*** Opening Record extracts ***

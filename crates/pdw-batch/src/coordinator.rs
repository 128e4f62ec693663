//! `BatchCoordinator`: per-user write lock, debounced flush, and bounded
//! CAS retry against the ownership registry.

use std::sync::{Arc, Mutex};
use std::time::Duration;

use dashmap::DashMap;
use tracing::{info, warn};

use pdw_core::config::{BatchConfig, GraphConfig, VectorIndexConfig};
use pdw_core::errors::{ErrorKind, PdwError, PdwResult};
use pdw_core::model::MemoryIndexRoot;
use pdw_core::traits::{
    IBlobStore, IKnowledgeGraphStore, IOwnershipRegistry, IVectorIndex, UpdateMemoryIndexArgs,
};
use pdw_graph::PerUserGraphStore;
use pdw_vector_index::HnswIndex;

use crate::journal::{GraphDelta, PendingOp, UserJournal};

/// Submits a built transaction on the caller's behalf (signing and
/// broadcast are external collaborators this crate never performs), and
/// reports whether the on-chain CAS predicate accepted it.
pub trait ITxSubmitter: Send + Sync {
    fn submit(&self, tx: pdw_core::traits::UnsignedTx) -> PdwResult<()>;
}

const DEFAULT_RETENTION_EPOCHS: u32 = 52;

pub struct BatchCoordinator {
    vector_config: VectorIndexConfig,
    graph_config: GraphConfig,
    batch_config: BatchConfig,
    blob_store: Arc<dyn IBlobStore>,
    registry: Arc<dyn IOwnershipRegistry>,
    journals: DashMap<String, Arc<Mutex<UserJournal>>>,
}

impl BatchCoordinator {
    pub fn new(vector_config: VectorIndexConfig, graph_config: GraphConfig, batch_config: BatchConfig, blob_store: Arc<dyn IBlobStore>, registry: Arc<dyn IOwnershipRegistry>) -> Self {
        Self {
            vector_config,
            graph_config,
            batch_config,
            blob_store,
            registry,
            journals: DashMap::new(),
        }
    }

    fn journal_for(&self, user: &str) -> Arc<Mutex<UserJournal>> {
        self.journals.entry(user.to_string()).or_insert_with(|| Arc::new(Mutex::new(UserJournal::new()))).clone()
    }

    /// Appends a vector insertion (and optional graph delta) to `user`'s
    /// journal, returning whether the debounce threshold was crossed.
    pub fn enqueue(&self, user: &str, vector_id: u64, vector: Vec<f32>, graph_delta: Option<GraphDelta>) -> bool {
        let journal = self.journal_for(user);
        let mut guard = journal.lock().unwrap();
        guard.push(PendingOp::Insert { vector_id, vector, graph_delta });
        guard.should_flush(self.batch_config.max_pending, self.batch_config.max_delay_ms)
    }

    pub fn enqueue_tombstone(&self, user: &str, vector_id: u64) -> bool {
        let journal = self.journal_for(user);
        let mut guard = journal.lock().unwrap();
        guard.push(PendingOp::Tombstone { vector_id });
        guard.should_flush(self.batch_config.max_pending, self.batch_config.max_delay_ms)
    }

    /// Hands out the next strictly sequential vector id for `user`,
    /// seeding from the last persisted snapshot on first use and holding
    /// strictly across flushes.
    pub fn allocate_vector_id(&self, user: &str) -> PdwResult<u64> {
        let journal = self.journal_for(user);
        let mut guard = journal.lock().unwrap();
        if guard.next_vector_id.is_none() {
            let seed = match self.registry.get_memory_index(user)? {
                Some(root) => {
                    let index_bytes = self.blob_store.get(&root.index_blob_id)?;
                    HnswIndex::deserialize_trusted(&index_bytes)?.peek_next_vector_id()
                }
                None => 0,
            };
            guard.next_vector_id = Some(seed);
        }
        let id = guard.next_vector_id.expect("seeded above");
        guard.next_vector_id = Some(id + 1);
        Ok(id)
    }

    /// Read-your-writes: pending inserts for `user` not yet flushed,
    /// consulted before falling back to the last persisted snapshot
    ///.
    pub fn pending_vectors(&self, user: &str) -> Vec<(u64, Vec<f32>)> {
        let journal = self.journal_for(user);
        let guard = journal.lock().unwrap();
        guard.pending_vectors().into_iter().map(|(id, v)| (id, v.to_vec())).collect()
    }

    /// A read-only, as-of-now view of `user`'s vector index: the last
    /// persisted snapshot with every pending (unflushed) insert/tombstone
    /// replayed on top, in enqueue order. Never persists anything and never
    /// takes the flush path's CAS lock — reads don't need the writer mutex
    ///.
    pub fn snapshot_index(&self, user: &str, fallback_dimension: usize) -> PdwResult<HnswIndex> {
        let root = self.registry.get_memory_index(user)?;
        let (mut index, _graph) = self.load_index_and_graph(user, &root, fallback_dimension)?;

        let journal = self.journal_for(user);
        let pending: Vec<PendingOp> = journal.lock().unwrap().pending.iter().cloned().collect();
        for op in pending {
            match op {
                PendingOp::Insert { vector_id, vector, .. } => index.add(vector_id, &vector)?,
                PendingOp::Tombstone { vector_id } => index.mark_delete(vector_id),
            }
        }
        index.build()?;
        Ok(index)
    }

    /// Evicts journals idle past `batch_config.idle_eviction_secs` with
    /// nothing pending — the per-user state itself, not unflushed work.
    pub fn evict_idle(&self) {
        let idle_bound = Duration::from_secs(self.batch_config.idle_eviction_secs);
        self.journals.retain(|_, journal| {
            let guard = journal.lock().unwrap();
            !(guard.is_empty() && guard.last_activity.elapsed() >= idle_bound)
        });
    }

    fn load_index_and_graph(&self, user: &str, root: &Option<MemoryIndexRoot>, fallback_dimension: usize) -> PdwResult<(HnswIndex, PerUserGraphStore)> {
        match root {
            Some(root) => {
                let _ = fallback_dimension;
                let index_bytes = self.blob_store.get(&root.index_blob_id)?;
                let graph_bytes = self.blob_store.get(&root.graph_blob_id)?;
                let index = HnswIndex::deserialize_trusted(&index_bytes)?;
                let graph = PerUserGraphStore::deserialize(&graph_bytes)?;
                Ok((index, graph))
            }
            None => {
                info!(user, "no existing memory index root, starting from an empty snapshot");
                Ok((
                    HnswIndex::new(fallback_dimension, &self.vector_config),
                    PerUserGraphStore::new(self.graph_config.confidence_threshold),
                ))
            }
        }
    }

    /// Loads the current snapshot, applies every pending mutation in
    /// enqueue order, persists the new blobs, and submits the CAS
    /// transaction — retrying reload-and-replay up to
    /// `batch_config.max_cas_retries` times on conflict.
    pub fn flush_user(&self, user: &str, submitter: &dyn ITxSubmitter) -> PdwResult<()> {
        let journal = self.journal_for(user);
        let mut guard = journal.lock().unwrap();
        if guard.is_empty() {
            return Ok(());
        }

        let fallback_dimension = guard
            .pending
            .iter()
            .find_map(|op| match op {
                PendingOp::Insert { vector, .. } => Some(vector.len()),
                PendingOp::Tombstone { .. } => None,
            })
            .unwrap_or(self.vector_config.max_elements.min(768).max(1));

        let attempts = self.batch_config.max_cas_retries + 1;
        for attempt in 0..attempts {
            let root = self.registry.get_memory_index(user)?;
            let (mut index, mut graph) = self.load_index_and_graph(user, &root, fallback_dimension)?;

            for op in &guard.pending {
                match op {
                    PendingOp::Insert { vector_id, vector, graph_delta } => {
                        index.add(*vector_id, vector)?;
                        if let Some(delta) = graph_delta {
                            graph.upsert_entities(delta.entities.clone())?;
                            graph.upsert_relationships(delta.relationships.clone())?;
                        }
                    }
                    PendingOp::Tombstone { vector_id } => index.mark_delete(*vector_id),
                }
            }
            index.build()?;

            let new_index_bytes = index.serialize()?;
            let new_graph_bytes = graph.serialize()?;
            let new_index_blob_id = self.blob_store.put(&new_index_bytes, user, DEFAULT_RETENTION_EPOCHS, &[])?;
            let new_graph_blob_id = self.blob_store.put(&new_graph_bytes, user, DEFAULT_RETENTION_EPOCHS, &[])?;

            let tx = match &root {
                Some(root) => self.registry.build_update_memory_index(UpdateMemoryIndexArgs {
                    memory_index: &root.owner,
                    expected_version: root.version,
                    new_index_blob_id: &new_index_blob_id,
                    new_graph_blob_id: &new_graph_blob_id,
                })?,
                None => self.registry.build_create_memory_index(&new_index_blob_id, &new_graph_blob_id)?,
            };

            match submitter.submit(tx) {
                Ok(()) => {
                    guard.reset_after_flush();
                    return Ok(());
                }
                Err(e) if e.kind == ErrorKind::Conflict => {
                    warn!(user, attempt, "memory index CAS rejected, reloading and replaying");
                    continue;
                }
                Err(e) => return Err(e),
            }
        }

        Err(PdwError::conflict(format!("exhausted {} CAS retries for user {user}, journal preserved", self.batch_config.max_cas_retries)))
    }
}
use crate::errors::PdwResult;

/// Whether text is being embedded as a document (ingest) or a query
/// (retrieval). Some providers use different instructions/pooling for the
/// two.
#[derive(Debug, Clone, Copy, PartialEq, Eq)]
pub enum EmbeddingKind {
    Document,
    Query,
}

/// Turns text into a fixed-dimension vector via an external model API
///.
pub trait IEmbeddingProvider: Send + Sync {
    fn embed(&self, text: &str, kind: EmbeddingKind) -> PdwResult<Vec<f32>>;
    fn embed_batch(&self, texts: &[String], kind: EmbeddingKind) -> PdwResult<Vec<Vec<f32>>>;
    fn dimension(&self) -> usize;
}
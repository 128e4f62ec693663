use pdw_core::errors::ErrorKind;
use pdw_core::traits::IOwnershipRegistry;
use pdw_registry::ChainRegistryClient;

#[test]
fn unreachable_registry_surfaces_unavailable_not_a_panic() {
    let client = ChainRegistryClient::new("http://127.0.0.1:1");
    let err = client.get_memory("m1").unwrap_err();
    assert_eq!(err.kind, ErrorKind::Unavailable);
}

#[test]
fn builders_never_touch_the_network() {
    let client = ChainRegistryClient::new("http://127.0.0.1:1");
    let tx = client.build_delete_memory("m1").unwrap();
    assert!(!tx.0.is_empty());
}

*** Closing Record extracts ***

• What is expected:
Taking the line with "let pending: Vec<PendingOp>" as the first and the line with "pub fn evict_idle(&self)" as the last, retype that stretch of the data above exactly, with no other lines.

• Task output:
        let pending: Vec<PendingOp> = journal.lock().unwrap().pending.iter().cloned().collect();
        for op in pending {
            match op {
                PendingOp::Insert { vector_id, vector, .. } => index.add(vector_id, &vector)?,
                PendingOp::Tombstone { vector_id } => index.mark_delete(vector_id),
            }
        }
        index.build()?;
        Ok(index)
    }

    /// Evicts journals idle past `batch_config.idle_eviction_secs` with
    /// nothing pending — the per-user state itself, not unflushed work.
    pub fn evict_idle(&self) {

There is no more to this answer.